Some nice stuff on Patristics from the Way of the Fathers:

The Fathers of the Church are a select group of early Christian teachers, usually numbered around a hundred. The Church has long revered them and given them a privileged place of doctrinal authority. The Catechism of the Catholic Church lists the Fathers among its “principal sources,” immediately after the Bible and just before the liturgy (n. 11).

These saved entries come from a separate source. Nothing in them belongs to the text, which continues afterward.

use std::future::Future;

use super::{expect_eq, fresh, ConformanceFixtures, TestResult, METHOD_CREATE, METHOD_LIST, NS_MAIN};
use crate::{NamespaceRecord, PlatformStore, StoreError};

pub(super) async fn run_update_tests<S, F, Fut>(factory: &F) -> Vec<TestResult>
where
    S: PlatformStore,
    F: Fn(ConformanceFixtures) -> Fut,
    Fut: Future<Output = S>,
{
    vec![
        TestResult::from_result(
            "update",
            "namespace_update_overwrites_schema_ids",
            namespace_update_overwrites_schema_ids(factory).await,
        ),
        TestResult::from_result(
            "update",
            "namespace_update_preserves_extra_fields",
            namespace_update_preserves_extra_fields(factory).await,
        ),
        TestResult::from_result(
            "update",
            "namespace_update_unknown_id",
            namespace_update_unknown_id(factory).await,
        ),
        TestResult::from_result(
            "update",
            "concurrent_namespace_updates_last_writer_wins",
            concurrent_namespace_updates_last_writer_wins(factory).await,
        ),
        TestResult::from_result(
            "update",
            "method_update_sets_schema_id",
            method_update_sets_schema_id(factory).await,
        ),
        TestResult::from_result(
            "update",
            "method_update_preserves_extra_fields",
            method_update_preserves_extra_fields(factory).await,
        ),
        TestResult::from_result(
            "update",
            "method_update_leaves_other_methods",
            method_update_leaves_other_methods(factory).await,
        ),
        TestResult::from_result(
            "update",
            "method_update_unknown_id",
            method_update_unknown_id(factory).await,
        ),
    ]
}

async fn namespace_update_overwrites_schema_ids<S, F, Fut>(factory: &F) -> Result<(), String>
where
    S: PlatformStore,
    F: Fn(ConformanceFixtures) -> Fut,
    Fut: Future<Output = S>,
{
    let s = fresh(factory).await;
    let mut namespace = s.get_namespace(NS_MAIN).await.map_err(|e| e.to_string())?;
    namespace.schema_ids.push("schema-new".to_string());
    namespace.schema_ids.push("schema-new".to_string());
    s.update_namespace(NS_MAIN, namespace)
        .await
        .map_err(|e| format!("update_namespace failed: {}", e))?;

    let stored = s.get_namespace(NS_MAIN).await.map_err(|e| e.to_string())?;
    expect_eq(
        "schema_ids",
        stored.schema_ids,
        vec![
            "schema-existing".to_string(),
            "schema-new".to_string(),
            "schema-new".to_string(),
        ],
    )
}

async fn namespace_update_preserves_extra_fields<S, F, Fut>(factory: &F) -> Result<(), String>
where
    S: PlatformStore,
    F: Fn(ConformanceFixtures) -> Fut,
    Fut: Future<Output = S>,
{
    let s = fresh(factory).await;
    let namespace = s.get_namespace(NS_MAIN).await.map_err(|e| e.to_string())?;
    s.update_namespace(NS_MAIN, namespace)
        .await
        .map_err(|e| format!("update_namespace failed: {}", e))?;

    let stored = s.get_namespace(NS_MAIN).await.map_err(|e| e.to_string())?;
    expect_eq(
        "tableNames",
        stored.extra.get("tableNames").cloned(),
        Some(serde_json::json!(["orders", "customers"])),
    )
}

async fn namespace_update_unknown_id<S, F, Fut>(factory: &F) -> Result<(), String>
where
    S: PlatformStore,
    F: Fn(ConformanceFixtures) -> Fut,
    Fut: Future<Output = S>,
{
    let s = fresh(factory).await;
    match s
        .update_namespace("ns-missing", NamespaceRecord::new("ns-missing", "ghost"))
        .await
    {
        Err(StoreError::NamespaceNotFound { .. }) => Ok(()),
        other => Err(format!("expected NamespaceNotFound, got {:?}", other)),
    }
}

// Two read-modify-write cycles that both read before either writes: the
// second write replaces the first, so one appended id is lost.
async fn concurrent_namespace_updates_last_writer_wins<S, F, Fut>(
    factory: &F,
) -> Result<(), String>
where
    S: PlatformStore,
    F: Fn(ConformanceFixtures) -> Fut,
    Fut: Future<Output = S>,
{
    let s = fresh(factory).await;
    let mut first = s.get_namespace(NS_MAIN).await.map_err(|e| e.to_string())?;
    let mut second = s.get_namespace(NS_MAIN).await.map_err(|e| e.to_string())?;

    first.schema_ids.push("schema-a".to_string());
    second.schema_ids.push("schema-b".to_string());
    s.update_namespace(NS_MAIN, first)
        .await
        .map_err(|e| e.to_string())?;
    s.update_namespace(NS_MAIN, second)
        .await
        .map_err(|e| e.to_string())?;

    let stored = s.get_namespace(NS_MAIN).await.map_err(|e| e.to_string())?;
    expect_eq(
        "schema_ids",
        stored.schema_ids,
        vec!["schema-existing".to_string(), "schema-b".to_string()],
    )
}

async fn method_update_sets_schema_id<S, F, Fut>(factory: &F) -> Result<(), String>
where
    S: PlatformStore,
    F: Fn(ConformanceFixtures) -> Fut,
    Fut: Future<Output = S>,
{
    let s = fresh(factory).await;
    let mut method = s.get_method(METHOD_LIST).await.map_err(|e| e.to_string())?;
    let before = method.clone();
    method.schema_id = Some("schema-9".to_string());
    s.update_method(METHOD_LIST, method)
        .await
        .map_err(|e| format!("update_method failed: {}", e))?;

    let stored = s.get_method(METHOD_LIST).await.map_err(|e| e.to_string())?;
    expect_eq("schema_id", stored.schema_id.as_deref(), Some("schema-9"))?;
    expect_eq("name", stored.name, before.name)?;
    expect_eq(
        "default_query_params",
        stored.default_query_params,
        before.default_query_params,
    )
}

async fn method_update_preserves_extra_fields<S, F, Fut>(factory: &F) -> Result<(), String>
where
    S: PlatformStore,
    F: Fn(ConformanceFixtures) -> Fut,
    Fut: Future<Output = S>,
{
    let s = fresh(factory).await;
    let mut method = s.get_method(METHOD_LIST).await.map_err(|e| e.to_string())?;
    expect_eq(
        "tags before update",
        method.extra.get("tags").cloned(),
        Some(serde_json::json!(["orders"])),
    )?;
    method.schema_id = Some("schema-9".to_string());
    s.update_method(METHOD_LIST, method)
        .await
        .map_err(|e| e.to_string())?;

    let stored = s.get_method(METHOD_LIST).await.map_err(|e| e.to_string())?;
    expect_eq(
        "namespaceId",
        stored.extra.get("namespaceId").cloned(),
        Some(serde_json::json!(NS_MAIN)),
    )?;
    expect_eq(
        "tags",
        stored.extra.get("tags").cloned(),
        Some(serde_json::json!(["orders"])),
    )
}

async fn method_update_leaves_other_methods<S, F, Fut>(factory: &F) -> Result<(), String>
where
    S: PlatformStore,
    F: Fn(ConformanceFixtures) -> Fut,
    Fut: Future<Output = S>,
{
    let s = fresh(factory).await;
    let mut method = s.get_method(METHOD_LIST).await.map_err(|e| e.to_string())?;
    method.schema_id = Some("schema-9".to_string());
    s.update_method(METHOD_LIST, method)
        .await
        .map_err(|e| e.to_string())?;

    let other = s.get_method(METHOD_CREATE).await.map_err(|e| e.to_string())?;
    expect_eq("other schema_id", other.schema_id, None)
}

async fn method_update_unknown_id<S, F, Fut>(factory: &F) -> Result<(), String>
where
    S: PlatformStore,
    F: Fn(ConformanceFixtures) -> Fut,
    Fut: Future<Output = S>,
{
    let s = fresh(factory).await;
    let ghost = apiprobe_core::MethodConfig {
        method_id: "m-missing".to_string(),
        ..Default::default()
    };
    match s.update_method("m-missing", ghost).await {
        Err(StoreError::MethodNotFound { .. }) => Ok(()),
        other => Err(format!("expected MethodNotFound, got {:?}", other)),
    }
}
//! Next-page extraction for paginated runs.
//!
//! A run starts from [`first_page`] and asks [`next_page`] after every
//! successful response. `None` means the server signalled there is nothing
//! more; the iteration bound is enforced by the controller, not here.

use apiprobe_core::{CursorSource, ExecutionResult, PaginationPolicy, Payload, RequestSpec};
use serde_json::Value;
use url::Url;

/// The first request of a paginated run: the limit parameter and, for page
/// counters, the start page are filled in unless the user already set them.
pub fn first_page(spec: &RequestSpec, policy: &PaginationPolicy) -> RequestSpec {
    let mut request = spec.clone();
    if !policy.limit_param_name.is_empty() {
        request
            .query_params
            .entry(policy.limit_param_name.clone())
            .or_insert_with(|| policy.default_limit.to_string());
    }
    if let CursorSource::PageNumber { start } = policy.cursor {
        request
            .query_params
            .entry(policy.page_param_name.clone())
            .or_insert_with(|| start.to_string());
    }
    request
}

/// The request for the page after `result`, or `None` when there is none.
pub fn next_page(
    policy: &PaginationPolicy,
    current: &RequestSpec,
    result: &ExecutionResult,
) -> Option<RequestSpec> {
    match &policy.cursor {
        CursorSource::LinkHeader => {
            let header = result.response_headers.get("link")?;
            let target = parse_link_next(header)?;
            let resolved = resolve_against(&result.request_url, &target)?;
            Some(follow_url(current, resolved))
        }
        CursorSource::BodyField { pointer } => {
            let body = result.response_body.as_ref()?.as_json()?;
            let token = match body.pointer(pointer)? {
                Value::String(s) if !s.is_empty() => s.clone(),
                Value::Number(n) => n.to_string(),
                _ => return None,
            };
            if token.starts_with("http://") || token.starts_with("https://") {
                Some(follow_url(current, token))
            } else {
                Some(with_page_param(current, policy, token))
            }
        }
        CursorSource::PageNumber { start } => {
            let items = page_items(result.response_body.as_ref())?;
            let limit = current
                .query_params
                .get(&policy.limit_param_name)
                .and_then(|v| v.parse::<usize>().ok())
                .unwrap_or(policy.default_limit as usize);
            if items.is_empty() || (limit > 0 && items.len() < limit) {
                return None;
            }
            let page = current
                .query_params
                .get(&policy.page_param_name)
                .and_then(|v| v.parse::<u64>().ok())
                .unwrap_or(*start);
            Some(with_page_param(current, policy, (page + 1).to_string()))
        }
    }
}

/// Target of the `rel="next"` entry in an RFC 8288 `Link` header.
pub fn parse_link_next(header: &str) -> Option<String> {
    header.split(',').find_map(|entry| {
        let mut parts = entry.split(';');
        let target = parts.next()?.trim();
        let target = target.strip_prefix('<')?.strip_suffix('>')?;
        let is_next = parts.any(|param| {
            let Some((name, value)) = param.split_once('=') else {
                return false;
            };
            name.trim().eq_ignore_ascii_case("rel")
                && value
                    .trim()
                    .trim_matches('"')
                    .split_whitespace()
                    .any(|rel| rel.eq_ignore_ascii_case("next"))
        });
        is_next.then(|| target.to_string())
    })
}

/// The array a page-number response is counted by: the body itself, or the
/// first array-valued top-level field of an object body.
fn page_items(body: Option<&Payload>) -> Option<&Vec<Value>> {
    match body?.as_json()? {
        Value::Array(items) => Some(items),
        Value::Object(map) => map.values().find_map(Value::as_array),
        _ => None,
    }
}

fn resolve_against(base: &str, target: &str) -> Option<String> {
    match Url::parse(target) {
        Ok(absolute) => Some(absolute.to_string()),
        Err(_) => Url::parse(base).ok()?.join(target).ok().map(String::from),
    }
}

/// Follow a server-supplied URL. It already carries its own query string, so
/// the composed parameters are dropped.
fn follow_url(current: &RequestSpec, url: String) -> RequestSpec {
    let mut next = current.clone();
    next.url = url;
    next.query_params.clear();
    next
}

fn with_page_param(current: &RequestSpec, policy: &PaginationPolicy, value: String) -> RequestSpec {
    let mut next = current.clone();
    next.query_params
        .insert(policy.page_param_name.clone(), value);
    next
}

// ──────────────────────────────────────────────
// Tests
// ──────────────────────────────────────────────

#[cfg(test)]
mod tests {
    use super::*;
    use apiprobe_core::HttpVerb;
    use serde_json::json;
    use std::collections::BTreeMap;

    fn policy(cursor: CursorSource) -> PaginationPolicy {
        PaginationPolicy {
            cursor,
            default_limit: 2,
            ..Default::default()
        }
    }

    fn result(url: &str, headers: &[(&str, &str)], body: Value) -> ExecutionResult {
        ExecutionResult {
            success: true,
            status: Some(200),
            response_headers: headers
                .iter()
                .map(|(k, v)| (k.to_string(), v.to_string()))
                .collect::<BTreeMap<_, _>>(),
            response_body: Some(Payload::Json(body)),
            execution_id: None,
            error: None,
            request_url: url.to_string(),
        }
    }

    #[test]
    fn link_header_next_is_found() {
        let header = r#"<https://api.x.com/items?page=2>; rel="next", <https://api.x.com/items?page=9>; rel="last""#;
        assert_eq!(
            parse_link_next(header).as_deref(),
            Some("https://api.x.com/items?page=2")
        );
    }

    #[test]
    fn link_header_without_next() {
        assert_eq!(parse_link_next(r#"<https://a.io/?p=1>; rel="prev""#), None);
        assert_eq!(parse_link_next(""), None);
    }

    #[test]
    fn link_header_multi_valued_rel() {
        let header = r#"<https://a.io/?p=3>; rel="next last""#;
        assert_eq!(parse_link_next(header).as_deref(), Some("https://a.io/?p=3"));
    }

    #[test]
    fn first_page_fills_limit_unless_user_set_it() {
        let spec = RequestSpec::new(HttpVerb::Get, "https://a.io/items");
        let first = first_page(&spec, &policy(CursorSource::PageNumber { start: 1 }));
        assert_eq!(first.query_params.get("limit").map(String::as_str), Some("2"));
        assert_eq!(first.query_params.get("page").map(String::as_str), Some("1"));

        let mut spec = spec;
        spec.query_params.insert("limit".to_string(), "7".to_string());
        let first = first_page(&spec, &policy(CursorSource::LinkHeader));
        assert_eq!(first.query_params.get("limit").map(String::as_str), Some("7"));
        assert!(!first.query_params.contains_key("page"));
    }

    #[test]
    fn relative_link_resolves_against_request_url() {
        let current = RequestSpec::new(HttpVerb::Get, "https://a.io/items");
        let page = result(
            "https://a.io/items?limit=2",
            &[("link", r#"</items?cursor=abc>; rel="next""#)],
            json!([1, 2]),
        );
        let next = next_page(&policy(CursorSource::LinkHeader), &current, &page).unwrap();
        assert_eq!(next.url, "https://a.io/items?cursor=abc");
        assert!(next.query_params.is_empty());
    }

    #[test]
    fn body_token_goes_into_page_param() {
        let current = RequestSpec::new(HttpVerb::Get, "https://a.io/items");
        let cursor = CursorSource::BodyField {
            pointer: "/meta/next".to_string(),
        };
        let page = result("https://a.io/items", &[], json!({"meta": {"next": "tok-2"}}));
        let next = next_page(&policy(cursor.clone()), &current, &page).unwrap();
        assert_eq!(next.query_params.get("page").map(String::as_str), Some("tok-2"));

        let last = result("https://a.io/items", &[], json!({"meta": {"next": null}}));
        assert!(next_page(&policy(cursor), &current, &last).is_none());
    }

    #[test]
    fn body_url_replaces_request_url() {
        let mut current = RequestSpec::new(HttpVerb::Get, "https://a.io/items");
        current.query_params.insert("limit".to_string(), "2".to_string());
        let cursor = CursorSource::BodyField {
            pointer: "/next".to_string(),
        };
        let page = result(
            "https://a.io/items",
            &[],
            json!({"next": "https://a.io/items?after=9"}),
        );
        let next = next_page(&policy(cursor), &current, &page).unwrap();
        assert_eq!(next.url, "https://a.io/items?after=9");
        assert!(next.query_params.is_empty());
    }

    #[test]
    fn page_number_advances_on_full_page() {
        let mut current = RequestSpec::new(HttpVerb::Get, "https://a.io/items");
        current.query_params.insert("page".to_string(), "4".to_string());
        let page = result("https://a.io/items", &[], json!({"data": [1, 2], "total": 10}));
        let next = next_page(&policy(CursorSource::PageNumber { start: 1 }), &current, &page).unwrap();
        assert_eq!(next.query_params.get("page").map(String::as_str), Some("5"));
    }

    #[test]
    fn page_number_stops_on_short_page() {
        let current = RequestSpec::new(HttpVerb::Get, "https://a.io/items");
        let short = result("https://a.io/items", &[], json!([1]));
        assert!(next_page(&policy(CursorSource::PageNumber { start: 1 }), &current, &short).is_none());
        let empty = result("https://a.io/items", &[], json!([]));
        assert!(next_page(&policy(CursorSource::PageNumber { start: 1 }), &current, &empty).is_none());
    }
}
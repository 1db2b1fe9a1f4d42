//! Schema persistence linker.
//!
//! Saving is a three-step saga, never a transaction:
//!
//! 1. create the schema record
//! 2. append its id to the namespace's `schemaIds`
//! 3. point the method's `schemaId` at it
//!
//! Steps 2 and 3 are best-effort and independent of each other. Neither
//! rolls back step 1: a schema stays saved even if linking it fails. Both
//! are unsynchronised read-modify-write cycles, so concurrent saves against
//! the same namespace can lose an append (last writer wins).

use std::fmt;
use std::sync::Arc;

use apiprobe_core::{infer, InferredSchema, Payload};
use apiprobe_storage::{
    MethodStore, NamespaceStore, PlatformStore, SavedSchema, SchemaPayload, SchemaStore,
    StoreError, RESPONSE_SCHEMA_TYPE,
};
use serde::Serialize;

/// Everything needed to save one response schema.
#[derive(Debug, Clone, PartialEq)]
pub struct SaveSchemaRequest {
    pub shape: InferredSchema,
    pub method_id: String,
    pub namespace_id: String,
    pub schema_name: String,
    /// Whether the sampled response was a top-level JSON array.
    pub is_array: bool,
    pub source_url: String,
}

impl SaveSchemaRequest {
    /// Build a request from a response body: the shape is the inference of
    /// the whole body. A raw (non-JSON) body is described as a string.
    pub fn from_response(
        body: &Payload,
        method_id: impl Into<String>,
        namespace_id: impl Into<String>,
        schema_name: impl Into<String>,
        source_url: impl Into<String>,
    ) -> Self {
        let (shape, is_array) = match body {
            Payload::Json(value) => (infer(value), value.is_array()),
            Payload::Raw(text) => (infer(&serde_json::Value::String(text.clone())), false),
        };
        SaveSchemaRequest {
            shape,
            method_id: method_id.into(),
            namespace_id: namespace_id.into(),
            schema_name: schema_name.into(),
            is_array,
            source_url: source_url.into(),
        }
    }

    fn to_payload(&self) -> SchemaPayload {
        SchemaPayload {
            schema_name: self.schema_name.clone(),
            method_id: self.method_id.clone(),
            namespace_id: self.namespace_id.clone(),
            schema_type: RESPONSE_SCHEMA_TYPE.to_string(),
            shape: self.shape.clone(),
            is_array: self.is_array,
            source_url: self.source_url.clone(),
        }
    }
}

#[derive(Debug, Clone, Copy, PartialEq, Eq, Serialize)]
#[serde(rename_all = "snake_case")]
pub enum SaveStep {
    CreateSchema,
    LinkNamespace,
    LinkMethod,
}

impl fmt::Display for SaveStep {
    fn fmt(&self, f: &mut fmt::Formatter<'_>) -> fmt::Result {
        let name = match self {
            SaveStep::CreateSchema => "create schema",
            SaveStep::LinkNamespace => "link namespace",
            SaveStep::LinkMethod => "link method",
        };
        f.write_str(name)
    }
}

#[derive(Debug, Clone, PartialEq, Eq, Serialize)]
#[serde(tag = "status", content = "message", rename_all = "snake_case")]
pub enum StepStatus {
    Succeeded,
    Failed(String),
    /// Not attempted because the schema was never created.
    Skipped,
}

#[derive(Debug, Clone, PartialEq, Eq, Serialize)]
pub struct StepReport {
    pub step: SaveStep,
    pub status: StepStatus,
}

/// Outcome of a save, step by step.
#[derive(Debug, Clone, PartialEq, Serialize)]
pub struct SaveReport {
    /// The persisted schema; `None` only when step 1 failed.
    pub saved: Option<SavedSchema>,
    pub steps: Vec<StepReport>,
}

impl SaveReport {
    pub fn schema_id(&self) -> Option<&str> {
        self.saved.as_ref().map(|s| s.schema_id.as_str())
    }

    pub fn status(&self, step: SaveStep) -> Option<&StepStatus> {
        self.steps
            .iter()
            .find(|r| r.step == step)
            .map(|r| &r.status)
    }

    /// Schema saved and both links written.
    pub fn fully_linked(&self) -> bool {
        self.saved.is_some() && self.steps.iter().all(|r| r.status == StepStatus::Succeeded)
    }

    /// Messages of the failed steps, for display.
    pub fn failures(&self) -> Vec<String> {
        self.steps
            .iter()
            .filter_map(|r| match &r.status {
                StepStatus::Failed(message) => Some(format!("{}: {}", r.step, message)),
                _ => None,
            })
            .collect()
    }
}

pub struct SchemaLinker {
    schemas: Arc<dyn SchemaStore>,
    namespaces: Arc<dyn NamespaceStore>,
    methods: Arc<dyn MethodStore>,
}

impl SchemaLinker {
    pub fn new(
        schemas: Arc<dyn SchemaStore>,
        namespaces: Arc<dyn NamespaceStore>,
        methods: Arc<dyn MethodStore>,
    ) -> Self {
        SchemaLinker {
            schemas,
            namespaces,
            methods,
        }
    }

    /// A linker over one backend implementing every store.
    pub fn for_platform<P: PlatformStore + 'static>(platform: Arc<P>) -> Self {
        SchemaLinker {
            schemas: platform.clone(),
            namespaces: platform.clone(),
            methods: platform,
        }
    }

    /// Run the save saga. Never fails as a whole; see [`SaveReport`].
    pub async fn save(&self, request: &SaveSchemaRequest) -> SaveReport {
        let payload = request.to_payload();
        let schema_id = match self.schemas.create_schema(payload.clone()).await {
            Ok(id) => {
                tracing::info!(
                    schema_id = %id,
                    method_id = %request.method_id,
                    "schema created"
                );
                id
            }
            Err(err) => {
                tracing::warn!(method_id = %request.method_id, error = %err, "schema create failed");
                return SaveReport {
                    saved: None,
                    steps: vec![
                        StepReport {
                            step: SaveStep::CreateSchema,
                            status: StepStatus::Failed(err.to_string()),
                        },
                        StepReport {
                            step: SaveStep::LinkNamespace,
                            status: StepStatus::Skipped,
                        },
                        StepReport {
                            step: SaveStep::LinkMethod,
                            status: StepStatus::Skipped,
                        },
                    ],
                };
            }
        };

        let namespace = self.link_namespace(&request.namespace_id, &schema_id).await;
        log_step(SaveStep::LinkNamespace, &schema_id, &namespace);
        let method = self.link_method(&request.method_id, &schema_id).await;
        log_step(SaveStep::LinkMethod, &schema_id, &method);

        SaveReport {
            saved: Some(payload.into_saved(schema_id)),
            steps: vec![
                StepReport {
                    step: SaveStep::CreateSchema,
                    status: StepStatus::Succeeded,
                },
                StepReport {
                    step: SaveStep::LinkNamespace,
                    status: step_status(namespace),
                },
                StepReport {
                    step: SaveStep::LinkMethod,
                    status: step_status(method),
                },
            ],
        }
    }

    async fn link_namespace(&self, namespace_id: &str, schema_id: &str) -> Result<(), StoreError> {
        let mut namespace = self.namespaces.get_namespace(namespace_id).await?;
        namespace.schema_ids.push(schema_id.to_string());
        self.namespaces
            .update_namespace(namespace_id, namespace)
            .await
    }

    async fn link_method(&self, method_id: &str, schema_id: &str) -> Result<(), StoreError> {
        let mut method = self.methods.get_method(method_id).await?;
        method.schema_id = Some(schema_id.to_string());
        self.methods.update_method(method_id, method).await
    }
}

fn step_status(result: Result<(), StoreError>) -> StepStatus {
    match result {
        Ok(()) => StepStatus::Succeeded,
        Err(err) => StepStatus::Failed(err.to_string()),
    }
}

fn log_step(step: SaveStep, schema_id: &str, result: &Result<(), StoreError>) {
    match result {
        Ok(()) => tracing::info!(%step, schema_id, "schema link written"),
        Err(err) => tracing::warn!(%step, schema_id, error = %err, "schema link failed; schema kept"),
    }
}

// ──────────────────────────────────────────────
// Tests
// ──────────────────────────────────────────────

The age of the Fathers, sometimes called the Patristic Era, stretched from the middle of the first century until the middle of the eighth, at the death of St. John of Damascus. Some of the earliest Fathers lived during the lifetime of the Apostles, and the teaching of these men — called the Apostolic Fathers — has always received special veneration. The Apostolic Fathers are sometimes called the “first echo” of the Apostles.

But, even beyond the first echo, the Church considers the Patristic Era in general to be a time of extraordinary grace for the expression and development of Christian dogma.

The Catechism (n. 688) presents the Fathers as “always timely witnesses” to the Sacred Tradition that comes from Jesus Himself — the Gospel entrusted to the Church and handed on even before the gospels were written (see 2 Thess 2:14, 1 Tim 6:20 and 2 Tim 1:13). It is important for us to get this teaching right. The Fathers are witnesses to the Tradition, which predates them. They themselves are not the Tradition.

The Fathers provide us a crucial link. They bear witness to the authenticity of our liturgy, our priesthood, our canon of sacred Scriptures. They show us our Church’s unbroken continuity with the Church of the Apostles. We share the same Tradition, though we’ve grown and developed in our understanding and expression of that Tradition.